As festas e sábados também foram prescritos. Por que o sábado Deus quer que o povo tenha tempo para Ele, quer que o povo O ame, e amor toma tempo. Deus quer o nosso tempo, e infelizmente a grande tragédia no mundo hoje é que o tempo de Deus é o nosso tempo. Pergunte a você mesmo, como você gasta o seu domingo? No Antigo Testamento, aqueles que violavam o sábado eram apedrejados, pois estavam roubando o tempo de Deus. Uma das grandes evidências da guarda do pacto no Antigo Testamento era a observância do sábado. É verdade que não podemos absolutizar tanto isso. Os puritanos o fizeram, mas o ideal é manter um equilíbrio. Por que Deus deu as festas, e deu fortes prescrições a respeito delas? Porque Ele quer que tenhamos alegria ao lembrar aquilo que fez por nós. Todo festival tinha o seu ambiente de prazer, de alegria, mas no coração do festival estava o sacrifício.
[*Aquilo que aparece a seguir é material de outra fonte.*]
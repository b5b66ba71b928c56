mod app;
mod camera;
mod config;
mod event;
mod frame_clock;
mod ui;

use std::error::Error;
use std::path::PathBuf;

use clap::Parser;

use crate::app::App;
use crate::config::{AppConfig, load_config_from_path, resolve_root};

#[derive(Parser, Debug)]
#[command(author, version, about = "Density grids on a globe, crossfading between datasets")]
struct Args {
    /// TOML configuration; built-in datasets are used when omitted
    #[arg(long)]
    config: Option<PathBuf>,

    /// Directory that relative data and texture paths resolve against
    #[arg(long)]
    assets: Option<PathBuf>,

    /// Log filter, e.g. "info" or "densglobe=debug,events=trace"
    #[arg(long)]
    log_level: Option<String>,
}

fn main() {
    let args = Args::parse();

    let mut logger =
        env_logger::Builder::from_env(env_logger::Env::default().default_filter_or("info"));
    if let Some(filter) = args.log_level.as_deref() {
        logger.parse_filters(filter);
    }
    logger.init();

    if let Err(e) = run(&args) {
        log::error!("{}", e);
        std::process::exit(1);
    }
}

fn run(args: &Args) -> Result<(), Box<dyn Error>> {
    let cfg = match args.config.as_deref() {
        Some(path) => {
            log::info!("config: {}", path.display());
            load_config_from_path(path)?
        }
        None => {
            let cfg = AppConfig::default();
            cfg.validate()?;
            cfg
        }
    };
    let root = resolve_root(args.assets.as_deref(), args.config.as_deref());

    // Everything is loaded and built before a window exists.
    let datasets = densglobe_grid::load_all(&cfg.datasets, &cfg.derived, &root)?;
    let cpu = densglobe_mesh_cpu::build_globe_mesh(&datasets, &cfg.boxes)?;
    drop(datasets);

    let (mut rl, thread) = raylib::init()
        .size(cfg.window.width, cfg.window.height)
        .title(&cfg.window.title)
        .resizable()
        .msaa_4x()
        .build();
    rl.set_target_fps(60);

    let mut app = App::new(&mut rl, &thread, &cfg, &cpu, &root)?;
    drop(cpu);

    while !rl.window_should_close() {
        let dt = app.frame_dt(&rl);
        app.step(&mut rl, dt);
        app.render(&mut rl, &thread, dt);
        app.sync_event_waiting();
    }
    Ok(())
}
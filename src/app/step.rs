use raylib::prelude::*;

use super::App;
use crate::event::{Event, SelectVia};

const DIGIT_KEYS: [KeyboardKey; 9] = [
    KeyboardKey::KEY_ONE,
    KeyboardKey::KEY_TWO,
    KeyboardKey::KEY_THREE,
    KeyboardKey::KEY_FOUR,
    KeyboardKey::KEY_FIVE,
    KeyboardKey::KEY_SIX,
    KeyboardKey::KEY_SEVEN,
    KeyboardKey::KEY_EIGHT,
    KeyboardKey::KEY_NINE,
];

impl App {
    /// Turns this tick's input into events and drains the queue.
    pub fn step(&mut self, rl: &mut RaylibHandle, dt: f32) {
        if rl.is_window_resized() {
            self.queue.emit_now(Event::WindowResized {
                width: rl.get_screen_width(),
                height: rl.get_screen_height(),
            });
        }

        let cursor = rl.get_mouse_position();
        let over_list = self.list.bounds().is_some_and(|r| r.contains(cursor));
        if rl.is_mouse_button_pressed(MouseButton::MOUSE_BUTTON_LEFT) {
            if let Some(index) = self.list.hit(cursor) {
                self.queue.emit_now(Event::DatasetSelected {
                    index,
                    via: SelectVia::Click,
                });
            }
        }
        for (i, key) in DIGIT_KEYS.iter().enumerate() {
            if rl.is_key_pressed(*key) {
                if let Some(index) = self.list.index_for_digit(i as u32 + 1) {
                    self.queue.emit_now(Event::DatasetSelected {
                        index,
                        via: SelectVia::Key,
                    });
                }
            }
        }

        if self.cam.update(rl, dt, over_list) {
            self.queue.emit_now(Event::CameraMoved);
        }

        self.queue.emit_now(Event::Tick);
        while let Some(env) = self.queue.pop_ready() {
            self.handle_event(env);
        }
        self.queue.advance_tick();
    }
}
use std::ffi::CString;

use densglobe_mesh_cpu::MAX_MORPH_TARGETS;
use raylib::prelude::*;

use crate::shader_template::{self, INFLUENCES_UNIFORM, MorphShaderTemplate};

/// Compiled blending shader plus the uniform and attribute locations the
/// morph mesh binds against.
pub struct MorphShader {
    pub shader: raylib::shaders::WeakShader,
    pub loc_influences: i32,
    /// Attribute location of `morphTarget{slot}`.
    pub target_locs: Vec<i32>,
    /// Attribute location of `morphColor{slot}`.
    pub color_locs: Vec<i32>,
}

impl MorphShader {
    pub fn load(rl: &mut RaylibHandle, thread: &RaylibThread, target_count: usize) -> Option<Self> {
        let template = match MorphShaderTemplate::new(target_count) {
            Ok(t) => t,
            Err(e) => {
                log::error!("morph shader: {}", e);
                return None;
            }
        };
        let vs = match template.vertex_source() {
            Ok(src) => src,
            Err(e) => {
                log::error!("morph shader: {}", e);
                return None;
            }
        };
        let shader_strong =
            rl.load_shader_from_memory(thread, Some(&vs), Some(shader_template::FRAGMENT));
        let shader = unsafe { shader_strong.make_weak() };
        // raylib hands back its default shader when compilation or linking fails.
        let raw: &raylib::ffi::Shader = shader.as_ref();
        if raw.id == unsafe { raylib::ffi::rlGetShaderIdDefault() } {
            log::error!("morph shader failed to compile ({} targets)", target_count);
            return None;
        }
        let loc_influences = shader.get_shader_location(INFLUENCES_UNIFORM);
        let target_locs: Vec<i32> = (0..target_count)
            .map(|i| attribute_location(&shader, &shader_template::position_attribute(i)))
            .collect();
        let color_locs: Vec<i32> = (0..target_count)
            .map(|i| attribute_location(&shader, &shader_template::color_attribute(i)))
            .collect();
        if target_locs.iter().chain(color_locs.iter()).any(|&l| l < 0) {
            log::warn!(
                "morph shader: unresolved attributes targets={:?} colors={:?}",
                target_locs,
                color_locs
            );
        }
        log::info!(
            "morph shader compiled: {} targets, influences loc {}",
            target_count,
            loc_influences
        );
        Some(Self {
            shader,
            loc_influences,
            target_locs,
            color_locs,
        })
    }

    #[inline]
    pub fn target_count(&self) -> usize {
        self.target_locs.len()
    }

    /// Uploads the weights, zero-padding the uniform array to its full size.
    pub fn set_influences(&mut self, weights: &[f32]) {
        let mut padded = [0.0f32; MAX_MORPH_TARGETS];
        for (dst, w) in padded.iter_mut().zip(weights) {
            *dst = *w;
        }
        if self.loc_influences >= 0 {
            self.shader
                .set_shader_value_v(self.loc_influences, &padded[..]);
        }
    }
}

fn attribute_location(shader: &raylib::shaders::WeakShader, name: &str) -> i32 {
    let Ok(cname) = CString::new(name) else {
        return -1;
    };
    let raw: &raylib::ffi::Shader = shader.as_ref();
    unsafe { raylib::ffi::GetShaderLocationAttrib(*raw, cname.as_ptr()) }
}
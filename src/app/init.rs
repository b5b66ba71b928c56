use std::error::Error;
use std::path::Path;

use densglobe_mesh_cpu::MorphMesh;
use densglobe_render_raylib::{GlobeModel, GpuMorphMesh, MorphShader};
use densglobe_runtime::{CrossfadeController, RedrawReason, RedrawScheduler};
use raylib::prelude::*;

use super::App;
use crate::camera::OrbitCamera;
use crate::config::AppConfig;
use crate::event::EventQueue;
use crate::frame_clock::FrameClock;
use crate::ui::DatasetList;

impl App {
    pub fn new(
        rl: &mut RaylibHandle,
        thread: &RaylibThread,
        cfg: &AppConfig,
        cpu: &MorphMesh,
        root: &Path,
    ) -> Result<Self, Box<dyn Error>> {
        let slots = cpu.targets().len();
        let shader = MorphShader::load(rl, thread, slots).ok_or("morph shader unavailable")?;
        let mesh = GpuMorphMesh::upload(rl, thread, cpu, shader).ok_or("morph mesh upload failed")?;

        let texture = cfg.globe.texture.as_ref().map(|p| {
            if p.is_absolute() {
                p.clone()
            } else {
                root.join(p)
            }
        });
        let globe = GlobeModel::load(
            rl,
            thread,
            texture.as_deref(),
            cfg.globe.radius,
            cfg.globe.rings,
            cfg.globe.slices,
            cfg.globe.texture_yaw_deg,
        );

        unsafe {
            raylib::ffi::rlSetClipPlanes(cfg.camera.near as f64, cfg.camera.far as f64);
        }

        let names = slot_names(cfg, cpu.targets().iter().map(|t| t.name.as_str()))?;
        let widths: Vec<i32> = names
            .iter()
            .map(|n| rl.measure_text(n, DatasetList::FONT))
            .collect();
        let list = DatasetList::new(names, &widths);

        let crossfade = CrossfadeController::with_selected(
            slots,
            cfg.crossfade.duration,
            cfg.crossfade.ease,
            0,
        );
        let mut redraw = RedrawScheduler::new();
        redraw.request(RedrawReason::Startup);

        let [r, g, b] = cfg.window.background;
        log::info!(
            "ready: {} datasets, {} vertices, globe {}",
            slots,
            mesh.vertex_count(),
            if globe.is_textured() { "textured" } else { "untextured" }
        );
        Ok(Self {
            cam: OrbitCamera::new(&cfg.camera),
            mesh,
            globe,
            crossfade,
            redraw,
            list,
            queue: EventQueue::new(),
            background: Color::new(r, g, b, 255),
            continuous: true,
            clock: FrameClock::new(),
        })
    }
}

/// List labels in blend-slot order, taken from the config. The built mesh must
/// carry its targets in that same order or clicks would select the wrong slot.
fn slot_names<'a>(
    cfg: &AppConfig,
    built: impl IntoIterator<Item = &'a str>,
) -> Result<Vec<String>, Box<dyn Error>> {
    let names = cfg.dataset_names();
    let built: Vec<&str> = built.into_iter().collect();
    if names.len() != built.len() || names.iter().zip(&built).any(|(a, b)| a != b) {
        return Err(format!(
            "mesh targets {:?} do not match configured datasets {:?}",
            built, names
        )
        .into());
    }
    Ok(names)
}

#[cfg(test)]
mod tests {
    use super::*;

    #[test]
    fn labels_follow_configured_slot_order() {
        let cfg = AppConfig::default();
        let names =
            slot_names(&cfg, ["men", "women", ">50% men", ">50% women"]).unwrap();
        assert_eq!(names, cfg.dataset_names());
    }

    #[test]
    fn reordered_or_missing_targets_are_an_error() {
        let cfg = AppConfig::default();
        assert!(slot_names(&cfg, ["women", "men", ">50% men", ">50% women"]).is_err());
        assert!(slot_names(&cfg, ["men", "women"]).is_err());
    }
}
Terceira: De Davi até o Exílio. Essa foi a época do templo e a maior mudança foi a centralidade do culto. Era a adoração de um povo como um todo. Houve outras mudanças, mas o sacerdócio continuou a funcionar, embora em linha diferente, mas ainda da linhagem de Aarão; muitas tarefas levíticas foram mudadas, eles não tinham mais que se preocupar a respeito de carregar aquele palácio portátil, mas tinham que fazer trabalho de manutenção na habitação permanente de Deus, o templo. Davi deu prescrições, em nome de Deus, a respeito dos corais e grupos instumentais, mas os sacrifícios, o serviço sacerdotal, e as festas de sábado continuaram. Outra mudança relevante tinha que ver com o lugar de adoração. No tabernáculo havia o lugar santo dos santos, com a arca; havia também o lugar santo, para a mesa, o candelabro e o altar do incenso; então havia um lugar onde o sacerdote operava com a bacia e o altar, onde somente eles eram admitidos. Assim o tabernáculo tinha o lugar santo dos santos, um lugar um pouco maior que era o lugar santo, e depois a corte íntima, onde só os homens eram admitidos. Mas o templo também incluía a corte das mulheres e, além disso, em volta, havia a corte dos gentios, e não era apenas para os homens, o templo era para todas as pessoas e nações. De acordo com as prescrições, as nações poderiam entrar pela porta, desde que se tornassem parte do povo de Deus. É por isso que os santos do Antigo Testamento e os Salmos cantavam: “Nações, louvai a Deus. Sabei que pertenceis a este lugar porque Deus é vosso e vós sois de Deus”, conforme diz o Salmo 87.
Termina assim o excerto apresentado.